### INFORMATION PROVIDED
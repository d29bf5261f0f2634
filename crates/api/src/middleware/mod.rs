//! HTTP middleware components.

pub mod logging;
pub mod metrics;
pub mod trace_id;

pub use logging::init_logging;
pub use metrics::{init_metrics, metrics_handler, metrics_middleware};
pub use trace_id::{get_request_id, trace_id, RequestId, REQUEST_ID_HEADER};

### TASK ITEM
Your answer must be the full set of records above, reproduced exactly.

### RESULT FOR THIS TASK
repository d29bf5261f0f2634
filename crates/api/src/middleware/mod.rs
//! HTTP middleware components.

pub mod logging;
pub mod metrics;
pub mod trace_id;

pub use logging::init_logging;
pub use metrics::{init_metrics, metrics_handler, metrics_middleware};
pub use trace_id::{get_request_id, trace_id, RequestId, REQUEST_ID_HEADER};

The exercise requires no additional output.